Abstract:The emergence of large language models (LLMs) has sparked significant interest in extending their remarkable language capabilities to speech. However, modality alignment between speech and text still remains an open problem. Current solutions can be categorized into two strategies. One is a cascaded approach where outputs (tokens or states) of a separately trained speech recognition system are used as inputs for LLMs, which limits their potential in modeling alignment between speech and text. The other is an end-to-end approach that relies on speech instruction data, which is very difficult to collect in large quantities. In this paper, we address these issues and propose the BLSP approach that Bootstraps Language-Speech Pre-training via behavior alignment of continuation writing. We achieve this by learning a lightweight modality adapter between a frozen speech encoder and an LLM, ensuring that the LLM exhibits the same generation behavior regardless of the modality of input: a speech segment or its transcript. The training process can be divided into two steps. The first step prompts an LLM to generate texts with speech transcripts as prefixes, obtaining text continuations. In the second step, these continuations are used as supervised signals to train the modality adapter in an end-to-end manner. We demonstrate that this straightforward process can extend the capabilities of LLMs to speech, enabling speech recognition, speech translation, spoken language understanding, and speech conversation, even in zero-shot cross-lingual scenarios.

What problem does this paper attempt to address?

The main goal of this paper is to address the issue of enabling large language models (LLMs) to understand and process speech input, particularly how to achieve this without sacrificing their original text processing capabilities. Specifically, the paper proposes the Bootstrapping Language-Speech Pre-training via Behavior Alignment (BLSP) method, which aims to achieve effective integration of speech and text through behavior alignment. ### Main Issues Addressed in the Paper 1. **Cross-modal Alignment**: How to effectively combine the speech modality with the capabilities of large language models so that the model can understand both text and speech. This is an open problem in current research. 2. **Limitations of Existing Methods**: Existing methods can be divided into two categories—cascaded methods and end-to-end methods. Cascaded methods limit the interaction between speech and LLMs; end-to-end methods rely on scarce speech instruction data, making large-scale application difficult. 3. **Utilizing Existing Resources**: The paper explores whether it is possible to achieve general alignment between speech and text by utilizing existing cross-modal datasets (such as automatic speech recognition (ASR) data) without the need to collect new, specialized speech instruction data. ### Core Ideas of the BLSP Method - **Behavior Alignment**: Achieving effective alignment of speech and text by ensuring that the LLM exhibits the same behavior whether the input is a speech segment or its transcribed text. - **Lightweight Modality Adapter**: Introducing a lightweight modality adapter between the frozen speech encoder and the LLM, and optimizing it to ensure that the LLM exhibits consistent generative behavior regardless of the input modality. - **Continuation of Writing Behavior**: Focusing on the continuation of writing behavior, as this behavior is similar to extensive data training, capable of generating diverse text and avoiding overfitting to specific tasks. In summary, the key issue this paper attempts to address is the development of an effective method to extend the functionality of LLMs so that they can maintain their original language processing capabilities while handling speech input, and overcoming the limitations of existing methods.
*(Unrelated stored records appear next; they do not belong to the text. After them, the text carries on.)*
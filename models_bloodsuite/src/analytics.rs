use chrono::NaiveDateTime;
use serde::{Deserialize, Serialize};
use utoipa::{IntoParams, ToSchema};

/// The fixed set of dashboard counters.
#[derive(Debug, Serialize, Deserialize, ToSchema)]
#[serde(rename_all = "camelCase")]
pub struct DashboardStats {
    pub total_donors: i64,
    pub total_hospitals: i64,
    pub available_units: i64,
    pub pending_requests: i64,
    pub urgent_requests: i64,
    pub expiring_units: i64,
    pub recent_donations: i64,
}

#[derive(Debug, Clone, Serialize, Deserialize, ToSchema, sqlx::FromRow)]
pub struct BloodTypeStock {
    pub blood_type: String,
    pub available: i64,
}

#[derive(Debug, Serialize, Deserialize, ToSchema)]
#[serde(rename_all = "camelCase")]
pub struct DashboardResponse {
    pub stats: DashboardStats,
    pub blood_type_stock: Vec<BloodTypeStock>,
}

/// One month of donation volume.
#[derive(Debug, Clone, Serialize, Deserialize, ToSchema, sqlx::FromRow)]
pub struct DonationsTrendRow {
    pub month: Option<NaiveDateTime>,
    pub donations: i64,
    pub total_volume: i64,
}

#[derive(Debug, Clone, Deserialize, ToSchema, IntoParams)]
pub struct TrendQuery {
    /// how many months back to aggregate, default 6
    pub months: Option<i32>,
}

#[derive(Debug, Clone, Serialize, Deserialize, ToSchema, sqlx::FromRow)]
pub struct DonorDistrictCount {
    pub district: String,
    pub donor_count: i64,
}

#[derive(Debug, Clone, Serialize, Deserialize, ToSchema, sqlx::FromRow)]
pub struct HospitalDistrictCount {
    pub district: String,
    pub hospital_count: i64,
}

#[derive(Debug, Serialize, Deserialize, ToSchema)]
pub struct DistrictSummaryResponse {
    pub donors: Vec<DonorDistrictCount>,
    pub hospitals: Vec<HospitalDistrictCount>,
}
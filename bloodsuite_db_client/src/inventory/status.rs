use models_bloodsuite::inventory::InventoryUnitRow;
use models_bloodsuite::InventoryStatus;
use sqlx::PgPool;

/// Moves a unit to a new shelf status.
#[tracing::instrument(skip(db))]
pub async fn update_unit_status(
    db: &PgPool,
    unit_id: i32,
    status: InventoryStatus,
) -> anyhow::Result<Option<InventoryUnitRow>> {
    let unit = sqlx::query_as::<_, InventoryUnitRow>(
        r#"
        UPDATE blood_inventory SET status = $1, updated_at = NOW()
        WHERE id = $2
        RETURNING *
        "#,
    )
    .bind(status.as_str())
    .bind(unit_id)
    .fetch_optional(db)
    .await?;

    Ok(unit)
}
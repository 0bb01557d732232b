use chrono::{DateTime, Utc};
use serde::{Deserialize, Serialize};
use utoipa::{IntoParams, ToSchema};

/// A `notifications` row.
#[derive(Debug, Clone, Serialize, ToSchema, sqlx::FromRow)]
pub struct NotificationRow {
    pub id: i32,
    pub user_id: i32,
    #[sqlx(rename = "type")]
    #[serde(rename = "type")]
    pub notification_type: String,
    pub title: String,
    pub message: String,
    pub priority: String,
    pub related_request_id: Option<i32>,
    pub is_read: bool,
    pub created_at: DateTime<Utc>,
}

#[derive(Debug, Clone, Default, Deserialize, ToSchema, IntoParams)]
#[serde(rename_all = "camelCase")]
pub struct NotificationFilter {
    pub unread_only: Option<bool>,
}

#[derive(Debug, Serialize, Deserialize, ToSchema)]
pub struct UnreadCountResponse {
    pub count: i64,
}

pub mod notification_types {
    pub const URGENT_REQUEST: &str = "urgent_request";
}

pub mod priorities {
    pub const NORMAL: &str = "normal";
    pub const HIGH: &str = "high";
}
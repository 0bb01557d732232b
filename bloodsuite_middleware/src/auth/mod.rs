pub mod decode_jwt;
pub mod require_roles;
use crate::api::health::HealthResponse;
use models_bloodsuite::analytics::{
    BloodTypeStock, DashboardResponse, DashboardStats, DistrictSummaryResponse,
    DonationsTrendRow, DonorDistrictCount, HospitalDistrictCount,
};
use models_bloodsuite::donation::{CreateDonationRequest, DonationRow, DonationWithHospital};
use models_bloodsuite::donor::{
    BloodTypeCount, DistrictCount, DonorRow, DonorStats, DonorWithContact,
    UpdateDonorProfileRequest,
};
use models_bloodsuite::hospital::{
    HospitalRow, HospitalWithEmail, RegisterHospitalRequest, VerifyHospitalRequest,
};
use models_bloodsuite::inventory::{
    BloodTypeInventorySummary, CreateInventoryUnitRequest, InventorySummary, InventoryTotals,
    InventoryUnitRow, InventoryUnitWithHospital, UpdateInventoryStatusRequest,
};
use models_bloodsuite::notification::{NotificationRow, UnreadCountResponse};
use models_bloodsuite::request::{
    BloodRequestRow, BloodRequestSummary, CreateBloodRequestRequest, PendingByBloodType,
    RequestStats, UpdateRequestStatusRequest,
};
use models_bloodsuite::response::{ErrorResponse, MessageResponse};
use models_bloodsuite::user::{AuthResponse, LoginRequest, MeResponse, PublicUser, RegisterRequest};
use models_bloodsuite::{BloodType, InventoryStatus, RequestStatus, Role, Urgency};
use utoipa::openapi::security::{HttpAuthScheme, HttpBuilder, SecurityScheme};
use utoipa::{Modify, OpenApi};

#[derive(OpenApi)]
#[openapi(
    paths(
        crate::api::health::health,
        crate::api::districts,
        crate::api::auth::register,
        crate::api::auth::login,
        crate::api::auth::me,
        crate::api::donors::list_donors,
        crate::api::donors::donor_stats,
        crate::api::donors::my_profile,
        crate::api::donors::update_my_profile,
        crate::api::donors::my_donations,
        crate::api::hospitals::list_hospitals,
        crate::api::hospitals::get_hospital,
        crate::api::hospitals::hospital_inventory,
        crate::api::hospitals::register_hospital,
        crate::api::hospitals::verify_hospital,
        crate::api::inventory::list_inventory,
        crate::api::inventory::inventory_summary,
        crate::api::inventory::expiring_units,
        crate::api::inventory::create_unit,
        crate::api::inventory::update_unit_status,
        crate::api::requests::list_requests,
        crate::api::requests::request_stats,
        crate::api::requests::create_request,
        crate::api::requests::update_request_status,
        crate::api::donations::create_donation,
        crate::api::notifications::list_notifications,
        crate::api::notifications::unread_count,
        crate::api::notifications::mark_read,
        crate::api::notifications::mark_all_read,
        crate::api::analytics::dashboard,
        crate::api::analytics::donations_trend,
        crate::api::analytics::district_summary,
    ),
    components(
        schemas(
            HealthResponse,
            ErrorResponse,
            MessageResponse,
            Role,
            BloodType,
            Urgency,
            RequestStatus,
            InventoryStatus,
            PublicUser,
            RegisterRequest,
            LoginRequest,
            AuthResponse,
            MeResponse,
            DonorRow,
            DonorWithContact,
            UpdateDonorProfileRequest,
            BloodTypeCount,
            DistrictCount,
            DonorStats,
            HospitalRow,
            HospitalWithEmail,
            RegisterHospitalRequest,
            VerifyHospitalRequest,
            InventoryUnitRow,
            InventoryUnitWithHospital,
            CreateInventoryUnitRequest,
            UpdateInventoryStatusRequest,
            BloodTypeInventorySummary,
            InventoryTotals,
            InventorySummary,
            BloodRequestRow,
            BloodRequestSummary,
            CreateBloodRequestRequest,
            UpdateRequestStatusRequest,
            PendingByBloodType,
            RequestStats,
            DonationRow,
            DonationWithHospital,
            CreateDonationRequest,
            NotificationRow,
            UnreadCountResponse,
            DashboardStats,
            BloodTypeStock,
            DashboardResponse,
            DonationsTrendRow,
            DonorDistrictCount,
            HospitalDistrictCount,
            DistrictSummaryResponse,
        )
    ),
    modifiers(&SecurityAddon),
    tags(
        (name = "health", description = "Health check endpoints"),
        (name = "auth", description = "Registration, login, and identity"),
        (name = "districts", description = "Static district list"),
        (name = "donors", description = "Donor directory and self-service"),
        (name = "hospitals", description = "Hospital registry and verification"),
        (name = "inventory", description = "Blood unit stock tracking"),
        (name = "requests", description = "Blood requests and donor fan-out"),
        (name = "donations", description = "Donation records"),
        (name = "notifications", description = "Per-user notifications"),
        (name = "analytics", description = "Dashboards and reporting")
    ),
    info(
        title = "Blood Suite API",
        description = "API for coordinating blood donors, hospitals, inventory, and transfusion requests",
        version = "0.1.0"
    )
)]
#[derive(Debug)]
pub(crate) struct ApiDoc;

struct SecurityAddon;

impl Modify for SecurityAddon {
    fn modify(&self, openapi: &mut utoipa::openapi::OpenApi) {
        if let Some(components) = openapi.components.as_mut() {
            components.add_security_scheme(
                "bearer",
                SecurityScheme::Http(
                    HttpBuilder::new()
                        .scheme(HttpAuthScheme::Bearer)
                        .bearer_format("JWT")
                        .build(),
                ),
            );
        }
    }
}
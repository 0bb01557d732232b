pub mod dashboard;
pub mod district;
pub mod trend;
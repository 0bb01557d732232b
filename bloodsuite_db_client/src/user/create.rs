use models_bloodsuite::user::User;
use sqlx::PgPool;

/// Fields for a new `users` row. The password arrives already hashed.
#[derive(Debug)]
pub struct NewUser {
    pub email: String,
    pub password_hash: String,
    pub role: String,
    pub first_name: Option<String>,
    pub last_name: Option<String>,
    pub phone: Option<String>,
}

/// Donor profile created alongside a donor-role registration.
#[derive(Debug)]
pub struct NewDonorProfile {
    pub blood_type: String,
    pub district: Option<String>,
}

/// Checks whether an email is already registered.
#[tracing::instrument(skip(db))]
pub async fn email_exists(db: &PgPool, email: &str) -> anyhow::Result<bool> {
    let exists: bool = sqlx::query_scalar("SELECT EXISTS(SELECT 1 FROM users WHERE email = $1)")
        .bind(email)
        .fetch_one(db)
        .await?;

    Ok(exists)
}

/// Creates a user and, for donor registrations, the linked donor row.
/// Both inserts commit in one transaction.
#[tracing::instrument(skip(db, user, donor), fields(email=%user.email, role=%user.role))]
pub async fn create_user_with_donor(
    db: &PgPool,
    user: NewUser,
    donor: Option<NewDonorProfile>,
) -> anyhow::Result<User> {
    let mut transaction = db.begin().await?;

    let created = sqlx::query_as::<_, User>(
        r#"
        INSERT INTO users (email, password_hash, role, first_name, last_name, phone)
        VALUES ($1, $2, $3, $4, $5, $6)
        RETURNING *
        "#,
    )
    .bind(&user.email)
    .bind(&user.password_hash)
    .bind(&user.role)
    .bind(&user.first_name)
    .bind(&user.last_name)
    .bind(&user.phone)
    .fetch_one(transaction.as_mut())
    .await?;

    if let Some(donor) = donor {
        sqlx::query(
            r#"
            INSERT INTO donors (user_id, blood_type, district)
            VALUES ($1, $2, $3)
            "#,
        )
        .bind(created.id)
        .bind(&donor.blood_type)
        .bind(&donor.district)
        .execute(transaction.as_mut())
        .await?;
    }

    transaction.commit().await?;

    Ok(created)
}
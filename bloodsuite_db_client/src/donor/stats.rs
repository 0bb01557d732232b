use models_bloodsuite::donor::{BloodTypeCount, DistrictCount, DonorStats};
use sqlx::PgPool;

/// Donor headcounts, overall and broken down by blood type and district.
#[tracing::instrument(skip(db))]
pub async fn donor_stats(db: &PgPool) -> anyhow::Result<DonorStats> {
    let total: i64 = sqlx::query_scalar("SELECT COUNT(*) FROM donors")
        .fetch_one(db)
        .await?;

    let eligible: i64 =
        sqlx::query_scalar("SELECT COUNT(*) FROM donors WHERE is_eligible = TRUE")
            .fetch_one(db)
            .await?;

    let by_blood_type = sqlx::query_as::<_, BloodTypeCount>(
        r#"
        SELECT blood_type, COUNT(*) AS count
        FROM donors
        GROUP BY blood_type
        ORDER BY blood_type
        "#,
    )
    .fetch_all(db)
    .await?;

    let by_district = sqlx::query_as::<_, DistrictCount>(
        r#"
        SELECT district, COUNT(*) AS count
        FROM donors
        WHERE district IS NOT NULL
        GROUP BY district
        ORDER BY count DESC
        "#,
    )
    .fetch_all(db)
    .await?;

    Ok(DonorStats {
        total,
        eligible,
        by_blood_type,
        by_district,
    })
}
BLSP: Bootstrapping Language-Speech Pre-training via Behavior Alignment of Continuation Writing

BLSP-KD: Bootstrapping Language-Speech Pre-training via Knowledge Distillation

Transferable speech-to-text large language model alignment module

BLSP-Emo: Towards Empathetic Large Speech-Language Models

SLM: Bridge the thin gap between speech and text foundation models

SpeechLM: Enhanced Speech Pre-Training with Unpaired Textual Data

AlignFormer: Modality Matching Can Achieve Better Zero-shot Instruction-Following Speech-LLM

Align-SLM: Textless Spoken Language Models with Reinforcement Learning from AI Feedback

Seeing What You Miss: Vision-Language Pre-training with Semantic Completion Learning.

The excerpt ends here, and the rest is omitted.